> [Task brief]
Only lines holding "SHIFT" are wanted; copy each of them from the records below.

> [The input]

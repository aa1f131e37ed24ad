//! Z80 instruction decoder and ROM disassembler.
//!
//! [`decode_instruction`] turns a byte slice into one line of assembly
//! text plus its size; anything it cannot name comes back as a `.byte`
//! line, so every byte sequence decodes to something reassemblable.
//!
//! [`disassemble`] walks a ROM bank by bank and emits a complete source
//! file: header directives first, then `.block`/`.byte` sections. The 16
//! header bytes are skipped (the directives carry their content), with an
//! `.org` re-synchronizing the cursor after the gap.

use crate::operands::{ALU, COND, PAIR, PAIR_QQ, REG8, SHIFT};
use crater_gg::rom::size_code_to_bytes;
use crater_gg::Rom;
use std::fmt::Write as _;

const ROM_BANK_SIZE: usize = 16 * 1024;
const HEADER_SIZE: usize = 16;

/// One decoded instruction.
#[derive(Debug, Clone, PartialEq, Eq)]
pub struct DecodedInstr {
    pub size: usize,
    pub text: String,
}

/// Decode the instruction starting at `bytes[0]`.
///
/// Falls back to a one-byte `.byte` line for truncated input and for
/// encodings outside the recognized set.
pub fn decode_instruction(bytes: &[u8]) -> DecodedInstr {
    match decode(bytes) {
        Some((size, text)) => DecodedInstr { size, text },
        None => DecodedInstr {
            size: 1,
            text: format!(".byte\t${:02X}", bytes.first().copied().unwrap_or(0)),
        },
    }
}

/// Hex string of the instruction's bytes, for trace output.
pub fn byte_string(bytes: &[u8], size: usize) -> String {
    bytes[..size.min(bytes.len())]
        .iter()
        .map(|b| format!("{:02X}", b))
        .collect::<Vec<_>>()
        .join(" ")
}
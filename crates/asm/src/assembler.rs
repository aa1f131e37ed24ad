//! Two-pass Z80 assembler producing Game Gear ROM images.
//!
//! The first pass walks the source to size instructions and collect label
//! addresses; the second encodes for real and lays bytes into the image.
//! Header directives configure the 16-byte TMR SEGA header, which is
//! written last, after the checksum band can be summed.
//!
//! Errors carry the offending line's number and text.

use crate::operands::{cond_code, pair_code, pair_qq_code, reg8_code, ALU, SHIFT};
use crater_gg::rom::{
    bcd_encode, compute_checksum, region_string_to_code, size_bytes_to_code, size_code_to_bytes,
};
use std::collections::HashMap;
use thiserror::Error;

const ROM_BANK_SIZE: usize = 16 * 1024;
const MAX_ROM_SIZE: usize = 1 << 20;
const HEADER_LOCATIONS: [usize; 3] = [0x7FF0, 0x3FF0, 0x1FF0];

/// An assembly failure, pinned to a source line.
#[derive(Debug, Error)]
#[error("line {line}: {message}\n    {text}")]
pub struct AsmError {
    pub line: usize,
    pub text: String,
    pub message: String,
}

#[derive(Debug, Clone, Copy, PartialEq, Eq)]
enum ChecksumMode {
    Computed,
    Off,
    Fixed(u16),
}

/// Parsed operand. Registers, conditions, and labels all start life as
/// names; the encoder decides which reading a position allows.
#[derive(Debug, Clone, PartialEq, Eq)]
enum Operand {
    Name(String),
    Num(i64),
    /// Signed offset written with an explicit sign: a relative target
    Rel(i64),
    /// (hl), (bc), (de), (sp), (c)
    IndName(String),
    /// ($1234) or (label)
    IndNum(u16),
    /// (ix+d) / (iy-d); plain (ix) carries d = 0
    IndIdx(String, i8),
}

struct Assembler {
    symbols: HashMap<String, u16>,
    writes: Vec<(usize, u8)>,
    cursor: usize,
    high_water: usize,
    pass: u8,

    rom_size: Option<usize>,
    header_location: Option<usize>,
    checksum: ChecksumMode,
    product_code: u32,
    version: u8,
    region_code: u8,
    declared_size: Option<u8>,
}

> [Task solution]
use crate::operands::{ALU, COND, PAIR, PAIR_QQ, REG8, SHIFT};
use crate::operands::{cond_code, pair_code, pair_qq_code, reg8_code, ALU, SHIFT};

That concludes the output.